Streaming and batch modes
The Kafka source supports both streaming and batch runtime modes. By default, the Kafka source is set to run in streaming mode, so the job never stops until the Flink job fails or is canceled. To configure the Kafka source to run in batch mode, you can use setBounded(OffsetsInitializer) to specify a stop offset. When all partitions reach their stop offset, the Kafka source exits.
NoteTypically, there is no stop offset in streaming mode. To facilitate code debugging, you can use setUnbounded(OffsetsInitializer) to specify a stop offset in streaming mode.
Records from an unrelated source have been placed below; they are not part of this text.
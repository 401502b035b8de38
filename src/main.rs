use clap::{Parser, Subcommand};
use flashback::config::{self, Overrides, SlideshowConfig};
use flashback::{logging, output, pipeline};
use std::path::{Path, PathBuf};
use std::process::ExitCode;

/// Settings that override `flashback.toml`.
#[derive(clap::Args, Clone, Debug)]
struct ConfigArgs {
    /// Config file (default: ./flashback.toml if present)
    #[arg(long, global = true)]
    config: Option<PathBuf>,

    /// Folder containing the photos
    #[arg(long, global = true)]
    input: Option<PathBuf>,

    /// Folder the finished video is written to
    #[arg(long, global = true)]
    output_dir: Option<PathBuf>,

    /// Output file prefix
    #[arg(long, global = true)]
    base_name: Option<String>,

    /// Frames per second
    #[arg(long, global = true)]
    fps: Option<u32>,

    /// Output size as WIDTHxHEIGHT, e.g. 1080x1920 for vertical video
    #[arg(long, global = true)]
    resolution: Option<String>,

    /// ffmpeg executable name or path
    #[arg(long, global = true)]
    ffmpeg: Option<String>,

    /// Seed for shuffle and zoom; the same seed reproduces the same video
    #[arg(long, global = true)]
    seed: Option<u64>,

    /// Oldest photo first instead of shuffled
    #[arg(long, global = true, conflicts_with = "random")]
    chronological: bool,

    /// Shuffle photos (overrides order.random = false)
    #[arg(long, global = true)]
    random: bool,

    /// Disable the zoom/pan effect
    #[arg(long, global = true)]
    no_zoom: bool,

    /// Show every photo for timing.static_duration instead of accelerating
    #[arg(long = "static", global = true)]
    static_timing: bool,

    /// Debug-level diagnostics on stderr
    #[arg(short, long, global = true)]
    verbose: bool,
}

impl ConfigArgs {
    fn overrides(&self) -> Overrides {
        let random = if self.chronological {
            Some(false)
        } else if self.random {
            Some(true)
        } else {
            None
        };
        Overrides {
            input_dir: self.input.clone(),
            output_dir: self.output_dir.clone(),
            base_name: self.base_name.clone(),
            fps: self.fps,
            resolution: self.resolution.clone(),
            encoder_program: self.ffmpeg.clone(),
            seed: self.seed,
            random,
            zoom: self.no_zoom.then_some(false),
            crescendo: self.static_timing.then_some(false),
            log_level: self.verbose.then(|| "debug".to_string()),
        }
    }
}

#[derive(Parser)]
#[command(name = "flashback")]
#[command(about = "Turn a folder of photos into an accelerating flashback video")]
#[command(long_about = "\
Turn a folder of photos into an accelerating flashback video

Each photo becomes a short clip with a slow random zoom. The first photo is
shown longest, every following one a little shorter, until the last flashes
by in a single frame. A high-speed loop through all photos closes the video.

Input structure:

  input_images/
  ├── IMG_0001.jpg      # jpg, jpeg, png, tiff, bmp
  ├── IMG_0002.png
  └── ...               # subfolders are ignored

Output: memory_flashback_30fps_1.mp4 (numbered, never overwritten)

Requires ffmpeg on PATH (or --ffmpeg <path>).
Run 'flashback gen-config' to generate a documented flashback.toml.")]
#[command(version)]
struct Cli {
    #[command(flatten)]
    args: ConfigArgs,

    #[command(subcommand)]
    command: Option<Command>,
}

#[derive(Subcommand)]
enum Command {
    /// Render the video (default)
    Render,
    /// Show clip order, durations, and zoom without running ffmpeg
    Plan {
        /// Print the full plan as JSON
        #[arg(long)]
        json: bool,
    },
    /// Verify photos are found and ffmpeg can be started
    Check,
    /// Print a stock flashback.toml with all options documented
    GenConfig,
}

fn main() -> ExitCode {
    let cli = Cli::parse();
    match run(cli) {
        Ok(()) => ExitCode::SUCCESS,
        Err(e) => {
            eprintln!("Error: {e}");
            ExitCode::FAILURE
        }
    }
}

fn run(cli: Cli) -> Result<(), Box<dyn std::error::Error>> {
    match cli.command.unwrap_or(Command::Render) {
        Command::Render => {
            let config = load(&cli.args)?;
            let (tx, rx) = std::sync::mpsc::channel();
            let printer = std::thread::spawn(move || {
                for event in rx {
                    for line in output::format_event(&event) {
                        println!("{}", line);
                    }
                }
            });
            let result = pipeline::run(&config, Some(tx));
            printer
                .join()
                .map_err(|_| "progress printer thread panicked")?;
            output::print_summary(&result?);
        }
        Command::Plan { json } => {
            let config = load(&cli.args)?;
            let seed = pipeline::resolve_seed(&config);
            let plan = pipeline::build_plan(&config, seed)?;
            if json {
                println!("{}", serde_json::to_string_pretty(&plan)?);
            } else {
                output::print_plan(&plan);
            }
        }
        Command::Check => {
            let config = load(&cli.args)?;
            let report = pipeline::check(&config)?;
            output::print_check(&report);
        }
        Command::GenConfig => {
            print!("{}", config::stock_config_toml());
        }
    }

    Ok(())
}

/// Config file (explicit or `./flashback.toml`), then command-line overrides.
///
/// Logging is initialized here since its level comes from the resolved config.
fn load(args: &ConfigArgs) -> Result<SlideshowConfig, config::ConfigError> {
    let overrides = args.overrides();
    let config = match &args.config {
        Some(path) => config::load_config_file(path, overrides)?,
        None => config::load_config(Path::new("."), overrides)?,
    };
    logging::init_logging(&config.logging);
    tracing::debug!(?config, "Resolved configuration");
    Ok(config)
}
Note that the method names for specifying stop offsets in streaming and batch modes (setUnbounded and setBounded) are different.
Dynamic partition discovery
To handle scenarios such as topic scaling or new topic creation without restarting the Flink job, you can enable the dynamic partition discovery feature in the provided topic or partition subscription mode.
NoteThe dynamic partition discovery feature is enabled by default, and the partition check interval is 5 minutes. To disable this feature, you must explicitly set the partition check interval to a non-positive value. The following code provides an example.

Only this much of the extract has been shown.